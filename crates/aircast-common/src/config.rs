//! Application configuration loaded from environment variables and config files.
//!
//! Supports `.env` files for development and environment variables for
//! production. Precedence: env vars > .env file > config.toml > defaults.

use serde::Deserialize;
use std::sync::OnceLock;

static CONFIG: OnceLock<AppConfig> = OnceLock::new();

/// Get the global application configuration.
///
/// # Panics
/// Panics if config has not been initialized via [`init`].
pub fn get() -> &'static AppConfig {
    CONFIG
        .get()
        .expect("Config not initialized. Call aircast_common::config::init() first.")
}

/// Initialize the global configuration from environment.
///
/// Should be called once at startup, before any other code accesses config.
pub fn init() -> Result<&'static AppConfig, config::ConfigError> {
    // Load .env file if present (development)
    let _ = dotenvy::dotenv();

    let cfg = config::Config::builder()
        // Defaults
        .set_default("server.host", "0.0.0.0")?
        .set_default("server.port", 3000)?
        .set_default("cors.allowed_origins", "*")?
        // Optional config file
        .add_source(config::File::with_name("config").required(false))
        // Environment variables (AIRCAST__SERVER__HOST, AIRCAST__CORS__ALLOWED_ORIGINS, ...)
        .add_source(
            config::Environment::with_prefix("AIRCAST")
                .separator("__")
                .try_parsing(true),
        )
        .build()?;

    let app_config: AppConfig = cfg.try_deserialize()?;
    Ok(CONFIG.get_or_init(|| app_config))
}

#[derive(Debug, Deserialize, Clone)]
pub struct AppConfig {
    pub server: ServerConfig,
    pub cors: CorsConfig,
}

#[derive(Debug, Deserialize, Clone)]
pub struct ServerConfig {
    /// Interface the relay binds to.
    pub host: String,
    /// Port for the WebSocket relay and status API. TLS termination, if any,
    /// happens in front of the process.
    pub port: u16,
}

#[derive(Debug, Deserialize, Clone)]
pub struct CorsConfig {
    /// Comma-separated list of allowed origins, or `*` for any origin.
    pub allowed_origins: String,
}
══════════════════════════════
◆ **WHAT IS EXPECTED**: Could you copy out every record above exactly as it appears?

◆ **RESULT BELOW**:
filename crates/aircast-common/src/config.rs
//! Application configuration loaded from environment variables and config files.
//!
//! Supports `.env` files for development and environment variables for
//! production. Precedence: env vars > .env file > config.toml > defaults.

use serde::Deserialize;
use std::sync::OnceLock;

static CONFIG: OnceLock<AppConfig> = OnceLock::new();

/// Get the global application configuration.
///
/// # Panics
/// Panics if config has not been initialized via [`init`].
pub fn get() -> &'static AppConfig {
    CONFIG
        .get()
        .expect("Config not initialized. Call aircast_common::config::init() first.")
}

/// Initialize the global configuration from environment.
///
/// Should be called once at startup, before any other code accesses config.
pub fn init() -> Result<&'static AppConfig, config::ConfigError> {
    // Load .env file if present (development)
    let _ = dotenvy::dotenv();

    let cfg = config::Config::builder()
        // Defaults
        .set_default("server.host", "0.0.0.0")?
        .set_default("server.port", 3000)?
        .set_default("cors.allowed_origins", "*")?
        // Optional config file
        .add_source(config::File::with_name("config").required(false))
        // Environment variables (AIRCAST__SERVER__HOST, AIRCAST__CORS__ALLOWED_ORIGINS, ...)
        .add_source(
            config::Environment::with_prefix("AIRCAST")
                .separator("__")
                .try_parsing(true),
        )
        .build()?;

    let app_config: AppConfig = cfg.try_deserialize()?;
    Ok(CONFIG.get_or_init(|| app_config))
}

#[derive(Debug, Deserialize, Clone)]
pub struct AppConfig {
    pub server: ServerConfig,
    pub cors: CorsConfig,
}

#[derive(Debug, Deserialize, Clone)]
pub struct ServerConfig {
    /// Interface the relay binds to.
    pub host: String,
    /// Port for the WebSocket relay and status API. TLS termination, if any,
    /// happens in front of the process.
    pub port: u16,
}

#[derive(Debug, Deserialize, Clone)]
pub struct CorsConfig {
    /// Comma-separated list of allowed origins, or `*` for any origin.
    pub allowed_origins: String,
}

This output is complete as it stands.